VGM – Penso que não. De resto, talvez uma arte pura de "contaminações" nunca tenha existido, a não ser para algumas teorias do segundo quartel do século XX. As artes tiveram sempre pontes entre si. Na literatura, isto vem desde Homero e o escudo de Aquiles no canto XVIII da Ilíada. Passa por Dante e pela presença das artes na Divina Comédia, sobretudo no Purgatório. E estou a pensar em Ficino, que forneceu ao Boticcelli programas iconológicos inteiros (como a obra de Dante lhos forneceu), ou em Camões, que tem incursões "plásticas" perfeitamente do seu tempo: o retrato de Tritão, nos Lusíadas, é feito à maneira de Arcimboldo. As ninfas da Ilha dos Amores antecipam algumas formas de Rubens, assim como as flores e frutos ali descritos lembram a natureza morta holandesa e flamenga de finais do séc. XVI, princípios do séc. XVII.

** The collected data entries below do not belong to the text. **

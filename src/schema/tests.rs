//! Tests for schema adaptation

use super::*;
use crate::error::Error;
use crate::types::ApiVersion;
use pretty_assertions::assert_eq;
use serde_json::json;
use test_case::test_case;

fn v3_episode() -> serde_json::Value {
    json!({
        "id": 101,
        "seriesId": 7,
        "title": "Pilot",
        "seasonNumber": 1,
        "episodeNumber": 2,
        "airDateUtc": "2024-03-01T02:00:00Z",
        "monitored": true,
        "episodeFile": {"id": 55, "relativePath": "S01E02.mkv"},
        "series": {"title": "Show", "tvdbId": 1234},
        "unmonitoredSeason": false
    })
}

// ============================================================================
// Episode Tests
// ============================================================================

#[test]
fn test_episode_has_file_from_episode_file() {
    let episode: Episode = adapt(v3_episode(), ApiVersion::VersionedV3).unwrap();

    assert!(episode.has_file);
    assert_eq!(episode.episode_file_id, Some(55));
    assert_eq!(episode.series.title, "Show");
    assert_eq!(episode.sxe(), "S01E02");
    assert!(!episode.is_missing());
}

#[test]
fn test_episode_null_episode_file_means_missing() {
    let mut raw = v3_episode();
    raw["episodeFile"] = serde_json::Value::Null;

    let episode: Episode = adapt(raw, ApiVersion::VersionedV3).unwrap();

    assert!(!episode.has_file);
    assert_eq!(episode.episode_file_id, None);
    assert!(episode.is_missing());
}

#[test]
fn test_episode_null_title_reads_unknown() {
    let mut raw = v3_episode();
    raw["title"] = serde_json::Value::Null;

    let episode: Episode = adapt(raw, ApiVersion::VersionedV3).unwrap();

    assert_eq!(episode.title, "Unknown");
}

#[test]
fn test_episode_existing_has_file_is_kept() {
    let mut raw = v3_episode();
    raw["hasFile"] = json!(false);

    let episode: Episode = adapt(raw, ApiVersion::VersionedV3).unwrap();

    assert!(!episode.has_file);
}

#[test]
fn test_legacy_episode_passes_through() {
    let raw = json!({
        "id": 3,
        "title": "Finale",
        "seasonNumber": 10,
        "episodeNumber": 22,
        "airDateUtc": "2018-05-01T01:00:00Z",
        "monitored": true,
        "hasFile": false,
        "episodeFileId": 0,
        "series": {"title": "Long Show"}
    });

    let episode: Episode = adapt(raw, ApiVersion::LegacyV1).unwrap();

    assert_eq!(episode.sxe(), "S10E22");
    assert_eq!(episode.episode_file_id, Some(0));
    assert!(episode.is_missing());
}

#[test]
fn test_episode_missing_series_fails() {
    let mut raw = v3_episode();
    raw.as_object_mut().unwrap().remove("series");

    let err = adapt::<Episode>(raw, ApiVersion::VersionedV3).unwrap_err();

    match err {
        Error::SchemaMismatch { entity, message } => {
            assert_eq!(entity, "episode");
            assert!(message.contains("Pilot"));
            assert!(message.contains("series"));
        }
        other => panic!("unexpected error: {other:?}"),
    }
}

#[test]
fn test_non_object_record_fails() {
    let err = adapt::<Episode>(json!([1, 2]), ApiVersion::VersionedV3).unwrap_err();
    assert!(matches!(err, Error::SchemaMismatch { .. }));
}

// ============================================================================
// Movie Tests
// ============================================================================

#[test_case(json!({"id": 9}), true ; "movie file present")]
#[test_case(serde_json::Value::Null, false ; "movie file null")]
fn test_movie_has_file_from_movie_file(movie_file: serde_json::Value, expected: bool) {
    let raw = json!({
        "id": 1,
        "title": "Film",
        "year": 2020,
        "tmdbId": 603,
        "titleSlug": "film-603",
        "monitored": true,
        "isAvailable": true,
        "movieFile": movie_file
    });

    let movie: Movie = adapt(raw, ApiVersion::VersionedV3).unwrap();

    assert_eq!(movie.has_file, expected);
    assert_eq!(movie.display_name(), "Film (2020)");
}

#[test]
fn test_legacy_movie_downloaded_fallback() {
    let raw = json!({
        "id": 1,
        "title": "Old Film",
        "year": 1999,
        "tmdbId": 42,
        "titleSlug": "old-film-42",
        "monitored": true,
        "isAvailable": false,
        "downloaded": false
    });

    let movie: Movie = adapt(raw.clone(), ApiVersion::LegacyV1).unwrap();
    assert!(movie.is_missing());

    // Versioned servers always send hasFile; without it the record is invalid
    assert!(adapt::<Movie>(raw, ApiVersion::VersionedV3).is_err());
}

// ============================================================================
// Queue Tests
// ============================================================================

#[test_case("SABnzbd", Protocol::Usenet)]
#[test_case("NZBGet", Protocol::Usenet)]
#[test_case("My Usenet Box", Protocol::Usenet)]
#[test_case("qBittorrent", Protocol::Torrent)]
#[test_case("Transmission", Protocol::Torrent)]
fn test_queue_protocol_heuristic(client: &str, expected: Protocol) {
    let raw = json!({"id": 1, "downloadClient": client, "movie": {"title": "Film", "tmdbId": 1}});

    let item: QueueItem = adapt(raw, ApiVersion::VersionedV3).unwrap();

    assert_eq!(item.protocol, expected);
}

#[test]
fn test_queue_protocol_is_not_overwritten() {
    let raw = json!({"id": 1, "protocol": "torrent", "downloadClient": "SABnzbd"});

    let item: QueueItem = adapt(raw, ApiVersion::VersionedV3).unwrap();

    assert_eq!(item.protocol, Protocol::Torrent);
    assert_eq!(item.protocol.id(), 0);
}

#[test]
fn test_queue_without_protocol_or_client_fails() {
    let raw = json!({"id": 1, "title": "Release"});
    assert!(adapt::<QueueItem>(raw, ApiVersion::VersionedV3).is_err());
}

#[test]
fn test_queue_media() {
    let movie_item: QueueItem = adapt(
        json!({"id": 1, "protocol": "usenet", "movie": {"title": "Film", "tmdbId": 5}}),
        ApiVersion::VersionedV3,
    )
    .unwrap();
    let episode_item: QueueItem = adapt(
        json!({
            "id": 2,
            "protocol": "Torrent",
            "series": {"title": "Show"},
            "episode": {"seasonNumber": 1, "episodeNumber": 3, "title": "Third"},
            "quality": {"quality": {"id": 4, "name": "HDTV-720p"}, "revision": {"version": 1}}
        }),
        ApiVersion::LegacyV1,
    )
    .unwrap();
    let orphan: QueueItem = adapt(
        json!({"id": 3, "protocol": "usenet", "series": {"title": "Show"}}),
        ApiVersion::VersionedV3,
    )
    .unwrap();

    assert_eq!(
        movie_item.media(),
        Some(QueueMedia::Movie(MovieRef {
            title: "Film".into(),
            tmdb_id: 5
        }))
    );
    assert!(matches!(episode_item.media(), Some(QueueMedia::Episode { .. })));
    assert_eq!(episode_item.protocol, Protocol::Torrent);
    assert_eq!(episode_item.quality_name(), "HDTV-720p");
    assert_eq!(orphan.media(), None);
    assert_eq!(orphan.quality_name(), "Unknown");
}

#[test]
fn test_queue_null_text_reads_unknown() {
    let item: QueueItem = adapt(
        json!({
            "id": 4,
            "protocol": "usenet",
            "status": null,
            "series": {"title": "Show"},
            "episode": {"seasonNumber": 2, "episodeNumber": 1, "title": null},
            "quality": {"quality": {"id": 0, "name": null}}
        }),
        ApiVersion::VersionedV3,
    )
    .unwrap();

    assert_eq!(item.status, "Unknown");
    assert_eq!(item.quality_name(), "Unknown");
    match item.media() {
        Some(QueueMedia::Episode { episode, .. }) => assert_eq!(episode.title, "Unknown"),
        other => panic!("expected episode media, got {other:?}"),
    }
}

// ============================================================================
// Idempotence Tests
// ============================================================================

#[test]
fn test_adapt_is_idempotent() {
    let episode: Episode = adapt(v3_episode(), ApiVersion::VersionedV3).unwrap();
    let again: Episode = adapt(
        serde_json::to_value(&episode).unwrap(),
        ApiVersion::VersionedV3,
    )
    .unwrap();
    assert_eq!(again, episode);

    let item: QueueItem = adapt(
        json!({
            "id": 8,
            "title": "Film.2020.1080p",
            "downloadClient": "SABnzbd",
            "movie": {"title": "Film", "tmdbId": 5, "year": 2020},
            "size": 1000.0,
            "sizeleft": 250.0,
            "status": "downloading",
            "customFormatScore": 10
        }),
        ApiVersion::VersionedV3,
    )
    .unwrap();
    let again: QueueItem =
        adapt(serde_json::to_value(&item).unwrap(), ApiVersion::LegacyV1).unwrap();
    assert_eq!(again, item);
}

#[test]
fn test_completion_is_idempotent() {
    let serde_json::Value::Object(mut once) = v3_episode() else {
        unreachable!()
    };
    Episode::complete(&mut once, ApiVersion::VersionedV3);
    let mut twice = once.clone();
    Episode::complete(&mut twice, ApiVersion::VersionedV3);

    assert_eq!(twice, once);
}

#[test]
fn test_unknown_fields_are_dropped() {
    let episode: Episode = adapt(v3_episode(), ApiVersion::VersionedV3).unwrap();
    let value = serde_json::to_value(&episode).unwrap();

    assert!(value.get("unmonitoredSeason").is_none());
    assert!(value.get("episodeFile").is_none());
    assert_eq!(value["hasFile"], json!(true));
}

// ============================================================================
// Batch and Envelope Tests
// ============================================================================

#[test]
fn test_adapt_all_skips_bad_records() {
    let mut broken = v3_episode();
    broken.as_object_mut().unwrap().remove("seasonNumber");

    let episodes: Vec<Episode> = adapt_all(
        vec![v3_episode(), broken, json!("nonsense"), v3_episode()],
        ApiVersion::VersionedV3,
    );

    assert_eq!(episodes.len(), 2);
}

#[test]
fn test_records_from_body() {
    assert_eq!(
        records_from_body(json!([1, 2]), "episode").unwrap(),
        vec![json!(1), json!(2)]
    );
    assert_eq!(
        records_from_body(json!({"page": 1, "records": [{"id": 1}]}), "episode").unwrap(),
        vec![json!({"id": 1})]
    );
    assert!(records_from_body(json!({"message": "Unauthorized"}), "episode").is_err());
    assert!(records_from_body(json!({"records": {}}), "episode").is_err());
    assert!(records_from_body(json!("text"), "episode").is_err());
}

#[test]
fn test_guess_protocol() {
    assert_eq!(guess_protocol("sabnzbd"), "usenet");
    assert_eq!(guess_protocol("Deluge"), "torrent");
}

E o que faz o Cesário com o piquenique de burguesas? A pós-modernidade não será o regresso, mais em bruto, da citação e da colagem, de modo a "refigurar" um real que correntes anteriores do séc. XX tinham simulado esquecer ou feito por esquecer? O que há é maneiras diferentes de procurar essas correspondências, seja recorrendo à metáfora, seja à descrição, seja ainda a imitações ou simulações de processos estruturais. Por exemplo, o Eugénio de Andrade recorre predominantemente às metáforas para encontrar equivalências, enquanto o Sena da Arte da Música é mais descritivo. Não lhe parece?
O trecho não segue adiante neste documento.